Should ctdb events scripts for winbind (and similarly samba) be set if
the monitor ("wbinfo -p") fails - to do a service restart of winbind?

In addition, the "ctdb scriptstatus" output is strange if there is an
error (like winbind is crashed so the "wbinfo -p" fails in ctdb's
winbind monitoring script ) - if winbind event script (or any script)
the following ones in the list are not executed - rather than
reporting an error and continuing to report the status of the other
services


--
Thanks,

Steve

Reply | Threaded
Open this post in threaded view
|

Re: CTDB_MANAGES_SAMBA and CTDB_MANAGES_WINBIND - handles restart after crash

Samba - samba-technical mailing list
On Mon, 18 Dec 2017 00:08:37 -0600, Steve French via samba-technical
<[hidden email]> wrote:

> If winbind (or Samba) crashes (something that the ctdb event scripts
> can detect by their polling), I noticed that unlike the systemd
> service configuration - our ctdb event scripts are not setup to
> auto-restart services after crash.
>
> For example,
> if CTDB_MANAGES_WINBIND=yes (see
> https://wiki.samba.org/index.php/Configuring_clustered_Samba where it
> recommends this)
>
> and winbind ever crashes then it won't be restarted, on the other hand
> with 'normal' configuration
>
> of systemd the winbind.service file would have something like
>
> [Service]
> Restart=on-failure
> RestartSec=4
> ...
> [Install]
> WantedBy=multi-user.target
>
> in it so systemd would automatically restart winbind 4 seconds after failure.
>
> Should ctdb events scripts for winbind (and similarly samba) be set if
> the monitor ("wbinfo -p") fails - to do a service restart of winbind?

The historical answer here is "no".  Rather than just making the
service unavailable, as in the un-clustered case, doing an automatic
restart when clustered might cause failovers back and forth if the
service state keeps on flapping. This will encourage the client to keep
reconnecting to different nodes and I suppose this might result in data
corruption of the client keeps taking locks and doing partial file
updates.  I'd be interested in seeing if other confirm this idea.

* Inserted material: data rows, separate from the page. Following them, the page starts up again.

impl Room {
    async fn run(mut self, mut rx: mpsc::UnboundedReceiver<RoomEvent>) {
        while let Some(ev) = rx.recv().await {
            self.handle(ev);
        }
    }

    fn handle(&mut self, ev: RoomEvent) {
        match ev {
            RoomEvent::Join {
                conn,
                tx,
                player_id,
                name,
                role,
                x,
                y,
                viewport_width,
                viewport_height,
            } => self.on_join(
                conn,
                tx,
                player_id,
                name,
                role,
                x,
                y,
                viewport_width,
                viewport_height,
            ),
            RoomEvent::Move { conn, x, y } => self.on_move(conn, x, y),
            RoomEvent::Respond { conn, text } => self.on_respond(conn, text),
            RoomEvent::Chat { conn, text } => self.on_chat(conn, text),
            RoomEvent::Leave { conn } => self.on_leave(conn),
            RoomEvent::StartLoading { seq } => self.on_start_loading(seq),
            RoomEvent::ContentReady { seq, content } => self.on_content_ready(seq, content),
            RoomEvent::Deadline { seq } => self.on_deadline(seq),
            RoomEvent::FeedbackReady {
                seq,
                ideal_feedback,
                team_feedback,
            } => self.on_feedback_ready(seq, ideal_feedback, team_feedback),
        }
    }

    /* ---------------- client events ---------------- */

    #[allow(clippy::too_many_arguments)]
    fn on_join(
        &mut self,
        conn: Uuid,
        tx: Outbound,
        player_id: Uuid,
        name: String,
        role: String,
        x: f64,
        y: f64,
        viewport_width: f64,
        viewport_height: f64,
    ) {
        let was_empty = self.registry.is_empty();
        let player = Player {
            conn,
            player_id,
            name,
            role,
            x,
            y,
            viewport_width,
            viewport_height,
            tx: tx.clone(),
        };
        if let Err(err) = self.registry.join(player) {
            let _ = tx.send(ServerToClient::Error {
                message: err.to_string(),
            });
            return;
        }
        info!(room = %self.name, %conn, players = self.registry.len(), "player joined");
        broadcast::snapshot(&self.registry);
        self.broadcast_vote();

        // Late joiners see the live round without racing the timer.
        if let Some(sc) = &self.scenario {
            let remaining = sc.duration.saturating_sub(sc.started_at.elapsed());
            broadcast::send_to(
                &self.registry,
                conn,
                ServerToClient::ScenarioResync {
                    scenario: self.public_scenario(sc),
                    remaining_ms: remaining.as_millis() as u64,
                },
            );
        } else if self.phase == Phase::Loading {
            broadcast::send_to(
                &self.registry,
                conn,
                ServerToClient::ScenarioLoading {
                    round: self.round.round,
                    total_rounds: total_rounds(),
                },
            );
        }

        if was_empty && self.phase == Phase::Idle && self.timer.is_none() {
            self.arm_timer(FIRST_ROUND_DELAY, |seq| RoomEvent::StartLoading { seq });
        }
    }

    fn on_move(&mut self, conn: Uuid, x: f64, y: f64) {
        if !self.registry.move_to(conn, x, y) {
            return;
        }
        broadcast::snapshot(&self.registry);
        self.broadcast_vote();
    }

    fn on_respond(&mut self, conn: Uuid, text: String) {
        if self.phase != Phase::Active || self.registry.get(conn).is_none() {
            return;
        }
        let Some(sc) = self.scenario.as_mut() else {
            return;
        };
        let text: String = text.chars().take(RESPONSE_MAX_CHARS).collect();
        sc.responses.insert(conn, text);
    }

    fn on_chat(&mut self, conn: Uuid, text: String) {
        let Some(player) = self.registry.get(conn) else {
            return;
        };
        broadcast::send_all(
            &self.registry,
            &ServerToClient::ChatMessage {
                player_name: player.name.clone(),
                text,
                timestamp: Utc::now().to_rfc3339(),
            },
        );
    }

    fn on_leave(&mut self, conn: Uuid) {
        let Some(player) = self.registry.leave(conn) else {
            return;
        };
        if let Some(sc) = self.scenario.as_mut() {
            sc.responses.remove(&conn);
        }
        info!(room = %self.name, %conn, player = %player.name, "player left");

        if self.registry.is_empty() {
            // An empty room must never reach Loading; drop everything
            // scheduled and park in Idle until the next first join.
            self.clear_timer();
            self.seq += 1;
            self.scenario = None;
            self.pending_score = None;
            self.round.reset();
            self.phase = Phase::Idle;
            return;
        }
        broadcast::snapshot(&self.registry);
        self.broadcast_vote();
    }

    /* ---------------- round lifecycle ---------------- */

    fn on_start_loading(&mut self, seq: u64) {
        if seq != self.seq {
            debug!(room = %self.name, "stale round trigger dropped");
            return;
        }
        if self.registry.is_empty() {
            return;
        }
        self.seq += 1;
        self.clear_timer();
        self.phase = Phase::Loading;
        broadcast::send_all(
            &self.registry,
            &ServerToClient::ScenarioLoading {
                round: self.round.round,
                total_rounds: total_rounds(),
            },
        );

        let generator = self.generator.clone();
        let tx = self.tx.clone();
        let seq = self.seq;
        let roles = self.registry.roles();
        tokio::spawn(async move {
            let content = generator.round_content(&roles).await;
            let _ = tx.send(RoomEvent::ContentReady { seq, content });
        });
    }

    fn on_content_ready(&mut self, seq: u64, content: RoundContent) {
        if seq != self.seq {
            debug!(room = %self.name, "stale round content dropped");
            return;
        }
        self.seq += 1;
        let duration = Duration::from_millis(ROUND_DURATIONS_MS[self.round.round]);
        let scenario = Scenario {
            id: Uuid::new_v4(),
            text: content.text,
            axes: content.axes,
            ideal: content.ideal,
            started_at: Instant::now(),
            started_at_wall: Utc::now().to_rfc3339(),
            duration,
            responses: HashMap::new(),
            used_fallback: content.used_fallback,
        };
        if scenario.used_fallback {
            info!(room = %self.name, round = self.round.round, "round content used fallback");
        }
        broadcast::send_all(
            &self.registry,
            &ServerToClient::ScenarioNew {
                scenario: self.public_scenario(&scenario),
            },
        );
        self.scenario = Some(scenario);
        self.phase = Phase::Active;
        self.arm_timer(duration, |seq| RoomEvent::Deadline { seq });
        info!(room = %self.name, round = self.round.round, ?duration, "round active");
    }

    fn on_deadline(&mut self, seq: u64) {
        if seq != self.seq {
            debug!(room = %self.name, "stale countdown dropped");
            return;
        }
        let Some(scenario) = self.scenario.take() else {
            // The sequence guard keeps countdowns and scenarios paired;
            // an unpaired expiry means the round was already torn down.
            warn!(room = %self.name, "countdown expired without a live scenario");
            return;
        };
        self.seq += 1;
        self.clear_timer();
        self.phase = Phase::Scoring;

        let team = vote::recompute(&self.registry);
        let score = accuracy(&team, &scenario.ideal);
        self.apply_gauges(&team);
        self.round.history.push(RoundOutcome {
            round: self.round.round,
            scenario_text: scenario.text.clone(),
            axes: scenario.axes.clone(),
            team: team.clone(),
            ideal: scenario.ideal.clone(),
            accuracy: score,
            responses: scenario.responses.len(),
        });
        info!(
            room = %self.name,
            round = self.round.round,
            accuracy = score,
            samples = team.samples,
            "round scored"
        );

        broadcast::send_all(
            &self.registry,
            &ServerToClient::ScenarioEnd {
                scenario_id: scenario.id,
            },
        );
        broadcast::send_all(&self.registry, &ServerToClient::ScoreLoading);

        let generator = self.generator.clone();
        let tx = self.tx.clone();
        let seq = self.seq;
        let text = scenario.text.clone();
        let axes = scenario.axes.clone();
        let ideal_point = (scenario.ideal.axis1, scenario.ideal.axis2);
        let team_point = (team.axis1, team.axis2);
        self.pending_score = Some(PendingScore {
            scenario,
            team,
            accuracy: score,
        });
        tokio::spawn(async move {
            let (ideal_feedback, team_feedback) = tokio::join!(
                generator.feedback(&text, &axes, ideal_point, FeedbackKind::IdealExplanation),
                generator.feedback(&text, &axes, team_point, FeedbackKind::ActualExplanation),
            );
            let _ = tx.send(RoomEvent::FeedbackReady {
                seq,
                ideal_feedback: ideal_feedback.0,
                team_feedback: team_feedback.0,
            });
        });
    }

    fn on_feedback_ready(&mut self, seq: u64, ideal_feedback: String, team_feedback: String) {
        if seq != self.seq {
            debug!(room = %self.name, "stale feedback dropped");
            return;
        }
        let Some(pending) = self.pending_score.take() else {
            return;
        };
        self.seq += 1;
        broadcast::send_all(
            &self.registry,
            &ServerToClient::ScoreDisplay {
                accuracy: pending.accuracy,
                team: pending.team,
                ideal: pending.scenario.ideal.clone(),
                ideal_feedback,
                team_feedback,
                gauges: self.round.gauges.clone(),
                responses: pending.scenario.responses.len(),
            },
        );

        self.round.round += 1;
        if self.round.round < total_rounds() {
            self.arm_timer(INTER_ROUND_DELAY, |seq| RoomEvent::StartLoading { seq });
            return;
        }

        let history = std::mem::take(&mut self.round.history);
        let final_score = history.iter().map(|o| o.accuracy).sum::<f64>() / history.len() as f64;
        info!(room = %self.name, final_score, rounds = history.len(), "game complete");
        broadcast::send_all(
            &self.registry,
            &ServerToClient::GameComplete {
                final_score,
                history,
            },
        );
        self.round.reset();
        self.phase = Phase::Idle;
    }

    /* ---------------- helpers ---------------- */

    fn apply_gauges(&mut self, team: &TeamVote) {
        let g = &mut self.round.gauges;
        if team.axis1 > GAUGE_AXIS_THRESHOLD {
            g.reputation += GAUGE_DELTA_REPUTATION;
        } else if team.axis1 < -GAUGE_AXIS_THRESHOLD {
            g.reputation -= GAUGE_DELTA_REPUTATION;
        }
        if team.axis2 > GAUGE_AXIS_THRESHOLD {
            g.cohesion += GAUGE_DELTA_COHESION;
            g.volatility -= GAUGE_DELTA_VOLATILITY;
        } else if team.axis2 < -GAUGE_AXIS_THRESHOLD {
            g.cohesion -= GAUGE_DELTA_COHESION;
            g.volatility += GAUGE_DELTA_VOLATILITY;
        }
        g.clamp();
    }

    fn broadcast_vote(&self) {
        broadcast::team_vote(&self.registry, vote::recompute(&self.registry));
    }

    fn public_scenario(&self, sc: &Scenario) -> PublicScenario {
        PublicScenario {
            id: sc.id,
            text: sc.text.clone(),
            axes: sc.axes.clone(),
            started_at: sc.started_at_wall.clone(),
            duration_ms: sc.duration.as_millis() as u64,
            round: self.round.round,
            total_rounds: total_rounds(),
        }
    }

    fn arm_timer(
        &mut self,
        delay: Duration,
        make: impl FnOnce(u64) -> RoomEvent + Send + 'static,
    ) {
        self.clear_timer();
        let tx = self.tx.clone();
        let seq = self.seq;
        self.timer = Some(tokio::spawn(async move {
            sleep(delay).await;
            let _ = tx.send(make(seq));
        }));
    }

    fn clear_timer(&mut self) {
        if let Some(handle) = self.timer.take() {
            handle.abort();
        }
    }
}
#[cfg(test)]
mod tests {
    use super::*;
    use parking_lot::Mutex;
    use std::collections::VecDeque;

    /// Replays a fixed reply script, then errors.
    struct ScriptedService {
        replies: Mutex<VecDeque<String>>,
    }

    impl ScriptedService {
        fn new(replies: &[&str]) -> Arc<Self> {
            Arc::new(ScriptedService {
                replies: Mutex::new(replies.iter().map(|s| s.to_string()).collect()),
            })
        }
    }

    #[async_trait]
    impl TextService for ScriptedService {
        async fn complete(&self, _prompt: &str) -> Result<String, GenerateError> {
            self.replies
                .lock()
                .pop_front()
                .ok_or_else(|| GenerateError::Service("script exhausted".into()))
        }
    }

    /// Never answers; exercises the timeout path.
    struct StalledService;

    #[async_trait]
    impl TextService for StalledService {
        async fn complete(&self, _prompt: &str) -> Result<String, GenerateError> {
            std::future::pending().await
        }
    }

    fn roles() -> Vec<String> {
        vec!["scout".to_string(), "medic".to_string()]
    }

    #[tokio::test(start_paused = true)]
    async fn timeout_yields_schema_valid_fallback() {
        let gen = ContentGenerator::new(Arc::new(StalledService));
        let content = gen.round_content(&roles()).await;
        assert!(content.used_fallback);
        assert!(!content.text.is_empty());
        assert!((-1.0..=1.0).contains(&content.ideal.axis1));
        assert!((-1.0..=1.0).contains(&content.ideal.axis2));

        // The fallback axes survive the same wire validation as a
        // genuine reply.
        let wire = format!(
            "{{\"axis1\":{{\"neg\":\"{}\",\"pos\":\"{}\"}},\"axis2\":{{\"neg\":\"{}\",\"pos\":\"{}\"}}}}",
            content.axes.axis1.neg,
            content.axes.axis1.pos,
            content.axes.axis2.neg,
            content.axes.axis2.pos
        );
        assert_eq!(parse_axes(&wire).unwrap(), content.axes);
    }

    #[tokio::test]
    async fn malformed_axes_fall_back() {
        let svc = ScriptedService::new(&["this is not json at all"]);
        let gen = ContentGenerator::new(svc);
        let (axes, used_fallback) = gen.axis_labels("scenario").await;
        assert!(used_fallback);
        assert_eq!(axes, AxisLabels::default());
    }

    #[tokio::test]
    async fn unexpected_axis_fields_fall_back() {
        let svc = ScriptedService::new(&[
            "{\"axis1\":{\"neg\":\"a\",\"pos\":\"b\"},\"axis2\":{\"neg\":\"c\",\"pos\":\"d\"},\"extra\":1}",
        ]);
        let gen = ContentGenerator::new(svc);
        let (axes, used_fallback) = gen.axis_labels("scenario").await;
        assert!(used_fallback);
        assert_eq!(axes, AxisLabels::default());
    }

    #[tokio::test]
    async fn axes_parse_inside_prose() {
        let svc = ScriptedService::new(&[
            "Here you go: {\"axis1\":{\"neg\":\"Caution\",\"pos\":\"Boldness\"},\"axis2\":{\"neg\":\"Solo\",\"pos\":\"Together\"}} hope that helps",
        ]);
        let gen = ContentGenerator::new(svc);
        let (axes, used_fallback) = gen.axis_labels("scenario").await;
        assert!(!used_fallback);
        assert_eq!(axes.axis1.neg, "Caution");
        assert_eq!(axes.axis2.pos, "Together");
    }

    #[tokio::test]
    async fn ideal_point_values_are_clamped() {
        let svc = ScriptedService::new(&[
            "{\"axis1\":3.0,\"axis2\":-2.5,\"actionSummary\":\"charge\"}",
        ]);
        let gen = ContentGenerator::new(svc);
        let (ideal, used_fallback) = gen.ideal_point("scenario", &AxisLabels::default()).await;
        assert!(!used_fallback);
        assert_eq!(ideal.axis1, 1.0);
        assert_eq!(ideal.axis2, -1.0);
        assert_eq!(ideal.action, "charge");
    }

    #[tokio::test(start_paused = true)]
    async fn fallback_ideal_is_reproducible() {
        let gen = ContentGenerator::new(Arc::new(StalledService));
        let (a, used_fallback) = gen.ideal_point("the same text", &AxisLabels::default()).await;
        let (b, _) = gen.ideal_point("the same text", &AxisLabels::default()).await;
        assert!(used_fallback);
        assert_eq!(a, b);
        assert!((-1.0..=1.0).contains(&a.axis1));
        assert!((-1.0..=1.0).contains(&a.axis2));
    }

    #[tokio::test]
    async fn feedback_fallback_names_the_poles() {
        let gen = ContentGenerator::new(ScriptedService::new(&[]));
        let axes = AxisLabels::default();
        let (text, used_fallback) = gen
            .feedback("scenario", &axes, (0.8, -0.1), FeedbackKind::ActualExplanation)
            .await;
        assert!(used_fallback);
        assert!(text.contains(&axes.axis1.pos));
        assert!(text.contains(&axes.axis2.neg));
    }

    #[tokio::test]
    async fn genuine_round_content_passes_through() {
        let svc = ScriptedService::new(&[
            "A fire breaks out in the archive wing. The team must decide what to save first.",
            "{\"axis1\":{\"neg\":\"Preserve\",\"pos\":\"Evacuate\"},\"axis2\":{\"neg\":\"Orders\",\"pos\":\"Instinct\"}}",
            "{\"axis1\":0.4,\"axis2\":-0.2,\"actionSummary\":\"Clear people first, papers second.\"}",
        ]);
        let gen = ContentGenerator::new(svc);
        let content = gen.round_content(&roles()).await;
        assert!(!content.used_fallback);
        assert!(content.text.starts_with("A fire"));
        assert_eq!(content.axes.axis1.pos, "Evacuate");
        assert!((content.ideal.axis1 - 0.4).abs() < 1e-9);
    }
}
//! Process a week of activity history, one batch per day, in parallel.
//!
//! Run with: cargo run --example batch_timelines --features parallel

use motion_timeline::{process_batches, ActivitySample, ProcessingLevel, TimelineConfig};
use std::time::Instant;

const DAY_MS: i64 = 24 * 3600 * 1000;

fn synthetic_day(day: i64) -> Vec<ActivitySample> {
    let base = day * DAY_MS;
    (0..2_000i64)
        .map(|i| {
            let t = base + i * 40_000;
            match (i / 25) % 4 {
                0 => ActivitySample::stationary(t, 2),
                1 => ActivitySample::walking(t, 1),
                2 if i % 7 == 0 => ActivitySample::unknown(t, 0),
                2 => ActivitySample::automotive(t, 2),
                _ => ActivitySample::cycling(t, 1),
            }
        })
        .collect()
}

fn main() {
    let batches: Vec<Vec<ActivitySample>> = (0..7).map(synthetic_day).collect();
    let total: usize = batches.iter().map(Vec::len).sum();

    let config = TimelineConfig::default();
    let start = Instant::now();
    let timelines = process_batches(&batches, ProcessingLevel::Interpreted, &config);
    let elapsed = start.elapsed();

    println!("Batch Timeline Example\n");
    println!("{} samples in {} batches processed in {:?}\n", total, batches.len(), elapsed);

    for (day, timeline) in timelines.iter().enumerate() {
        println!(
            "  day {}: {} raw samples -> {} segments",
            day,
            batches[day].len(),
            timeline.len()
        );
    }
}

> In addition, the "ctdb scriptstatus" output is strange if there is an
> error (like winbind is crashed so the "wbinfo -p" fails in ctdb's
> winbind monitoring script ) - if winbind event script (or any script)
> the following ones in the list are not executed - rather than
> reporting an error and continuing to report the status of the other
> services

CTDB only has a single binary state for healthy/unhealthy.  If a monitor
event fails in a particular script then there's no point continuing to
try to monitor other services because monitoring has already failed and
the node will be marked as unhealthy.  This also allows scripts to
implicitly depend on each other - if an early script fails then it
might not make sense to run the rest of the scripts.

peace & happiness,
martin